Reverse transcription loop-mediated isothermal amplification to rapidly detect Rice ragged stunt virus.

Rice ragged stunt virus (RRSV) is a very important virus that infects rice and causes serious yield losses in Asian countries and other major rice planting areas. Thus, it is urgent to establish an efficient and practical approach for identification and diagnosis in the field. Our results indicated that reverse transcription loop-mediated isothermal amplification (RT-LAMP) reactions are more efficient and sensitive than RT-PCR for RRSV detection. The optimal LAMP conditions were as follows: 0.4-1.2 μM internal primers, 0.2-0.25 μM external primers, 0.8 μM loop primers, and incubation at 62 °C or 63 °C for 30 min. Furthermore, the RT-LAMP primers specifically targeted RRSV virus and resulted in typical waterfall-like bands by gel electrophoresis and sigmoidal amplification curves. The primers could not be used to amplify other common plant viruses including Papaya ringspot virus (PRSV), Rice yellow stunt virus (RYSV), Sorghum mosaic virus (SrMV), Cactus virus X (CVX), Melon yellow spot virus (MYSV) and Southern rice black-streaked dwarf virus (SRBSDV). Ten-fold serial dilutions of RRSV cDNA indicated that RT-LAMP is much faster and at least ten times more sensitive than RT-PCR in detecting the virus. The waterfall-like product bands could be observed within one hour. In the field study, about 77% samples were identified as RRSV. RT-LAMP has many benefits over RT-PCR such as low cost and high accuracy, sensitivity, and specificity. This technology meets the requirements for rapid diagnosis of plant virus diseases in the field to best guide management practices for growers.

Introduction

Rice ragged stunt virus (RRSV), a member of Reoviridae, is mainly transmitted and spread by the brown plant hopper in a persistent manner (Cabauatan et al., 2009). It was first discovered in 1976 in Indonesia and the Philippines (Ling et al., 1978). In China, RRSV occurrence is very low in Hunan, Zhejiang, Fujian, and Guangdong provinces where it appears to spread by mechanical sap inoculation, grafting and vegetative propagation (Li et al., 2014, Wang et al., 2014). Symptoms of RRSV infection included curly and serrate rice leaves, swelled veins and abnormal protruding “tumors” or enations (Fig. 1).

Figure 1

Typical symptoms on rice infected by RRSV.

Indicator plants, electron microscopy, enzyme-linked immunosorbent assays (ELISA), and RT-PCR are often used approaches to inspect viruses. However, these methods are slow, require high virus titer and/or sometimes yield false positives. RT-PCR is generally considered sensitive and reliable, but it necessitates a special thermocycler that cannot be practically used in the field.
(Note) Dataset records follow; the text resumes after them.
use comfy_table::Cell;

use coldchain_core::commands::status::{self, StatusReport};
use coldchain_core::config::ColdchainConfig;
use coldchain_core::sequencer::SequencerPhase;

use crate::format::{format_bytes, format_level, format_time, format_time_opt};
use crate::table::{add_kv_row, CliTableTheme};

pub(crate) fn run_status(config: &ColdchainConfig) -> Result<(), Box<dyn std::error::Error>> {
    let report = status::run(config)?;
    let theme = CliTableTheme::detect();

    let mut t1 = theme.new_kv_table();
    add_kv_row(&mut t1, theme, "Vault", &config.vault.url);
    add_kv_row(&mut t1, theme, "Sequencer", phase_label(report.phase));
    if let Some(active) = &report.active_chain {
        add_kv_row(&mut t1, theme, "Active chain", &active.chain_id);
        add_kv_row(&mut t1, theme, "Chain started", format_time(active.full_created_at));
    }
    add_kv_row(&mut t1, theme, "Uploaded", format_bytes(report.uploaded_bytes));
    add_kv_row(&mut t1, theme, "Budget", format_bytes(report.budget_bytes));
    add_kv_row(&mut t1, theme, "Remaining", format_bytes(report.remaining_capacity()));
    add_kv_row(
        &mut t1,
        theme,
        "Next upload (est.)",
        next_upload_label(&report),
    );
    let inventory = report
        .last_inventory
        .as_ref()
        .map(|inv| {
            format!(
                "{} ({} archives, {})",
                format_time(inv.inventory_date),
                inv.archive_count,
                format_bytes(inv.total_size)
            )
        })
        .unwrap_or_else(|| "-".to_string());
    add_kv_row(&mut t1, theme, "Last inventory", inventory);
    if let Some(holder) = &report.lock_holder {
        add_kv_row(
            &mut t1,
            theme,
            "Locked by",
            format!("{} (pid {}) since {}", holder.hostname, holder.pid, format_time(holder.time)),
        );
    }
    println!("{t1}");

    if !report.chains.is_empty() {
        println!();
        let mut t2 = theme.new_data_table(&["Chain", "Started", "Archives", "Depth", "Size", "State"]);
        for chain in &report.chains {
            t2.add_row(vec![
                Cell::new(&chain.chain_id),
                Cell::new(format_time_opt(chain.full_created_at)),
                Cell::new(chain.archive_count),
                Cell::new(format_level(chain.max_level)),
                Cell::new(format_bytes(chain.size_bytes)),
                Cell::new(chain.status.as_str()),
            ]);
        }
        println!("{t2}");
    }

    if !report.outstanding_jobs.is_empty() {
        println!();
        let mut t3 = theme.new_data_table(&["Job", "Kind", "Archive", "Submitted", "Expires", "Status"]);
        for job in &report.outstanding_jobs {
            t3.add_row(vec![
                Cell::new(&job.job_id),
                Cell::new(job.kind),
                Cell::new(job.payload_ref.as_ref().map_or("-", |a| a.short())),
                Cell::new(format_time(job.submitted_at)),
                Cell::new(format_time(job.expires_at)),
                Cell::new(job.status.as_str()),
            ]);
        }
        println!("{t3}");
    }

    if !report.markers.is_empty() {
        println!();
        for marker in &report.markers {
            println!(
                "Chain {} awaiting upload (final level {}, sealed {})",
                marker.chain_id,
                marker.final_level,
                format_time(marker.sealed_at)
            );
        }
    }

    for (key, record) in &report.exhausted_retries {
        eprintln!(
            "Warning: {key} gave up after {} attempts: {}",
            record.attempts, record.last_error
        );
    }
    Ok(())
}

fn phase_label(phase: SequencerPhase) -> String {
    match phase {
        SequencerPhase::AwaitingFull => "awaiting FULL".to_string(),
        SequencerPhase::AccumulatingIncremental(level) => format!("accumulating (at L{level})"),
        SequencerPhase::CycleComplete => "cycle complete".to_string(),
    }
}

fn next_upload_label(report: &StatusReport) -> String {
    let estimate = format_bytes(report.next_upload_estimate);
    if report.next_upload_fits() {
        estimate
    } else {
        format!("{estimate} (exceeds remaining budget)")
    }
}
RT-LAMP is a novel approach based on autocycling strand displacement DNA synthesis. It was usually performed with a set of six specially designed primers that recognize the distinct sequences of the target under isothermal conditions. It has been used to detect a wide array of pathogens and transgenes in many different biological systems (Almasi et al., 2013, Aydin-Schmidt et al., 2014, Kil et al., 2015, Kimura et al., 2005, Notomi et al., 2000). It can detect target sequences at a constant temperature from 60 to 65 °C with high sensitivity and specificity. With the addition of a DNA binding dye such as SYBR Green I (Life Technologies, USA), the success of the reactions can be easily evaluated without downstream processing (Almasi et al., 2013, Peng et al., 2012, Shen et al., 2014a, Shen et al., 2014b).

In this study, we aimed to establish an efficient RT-LAMP method to detect RRSV in infected rice. Our method may serve as a basis for seedling or propagule quarantine, and diagnosis of RRSV.

Materials and methods

Plant samples and reagents

Rice infected with RRSV was collected in the Hainan winter-breeding areas in Sanya, Lingshui and Qionghai in Hainan Island, China. Positive controls were provided by the Institute of Tropical Bioscience and Biotechnology, Chinese Academy of Tropical Agricultural Sciences. E.Z.N.A. RNA Isolation Kit was purchased from Omega Bio-Tek, Inc. (USA); Bst DNA polymerase, betaine solution, dNTPs, fluorescent dyes, and DL2000 DNA marker were purchased from the Guangzhou Gene Deaou Company (China); PrimeScript RT-PCR kit, RNase Inhibitor, and DEPC were purchased from Takara Bio (Japan).

Primers

Using the RRSV genome sequence (NCBI accession No. GQ329711.1), we performed homology analysis with DNAMAN 7.0 (Lynnon Biosoft) to identify the unique sequences for primer design using Primer3 Input (http://bioinfo.ut.ee/primer3-0.4.0/primer3/). Three pairs of specific primers for LAMP and one pair of primers for PCR were made (Table 1). All the primers were synthesized by the Shanghai Sangon Company (China).

Table 1

Primers used for RRSV virus detection by LAMP and RT-PCR.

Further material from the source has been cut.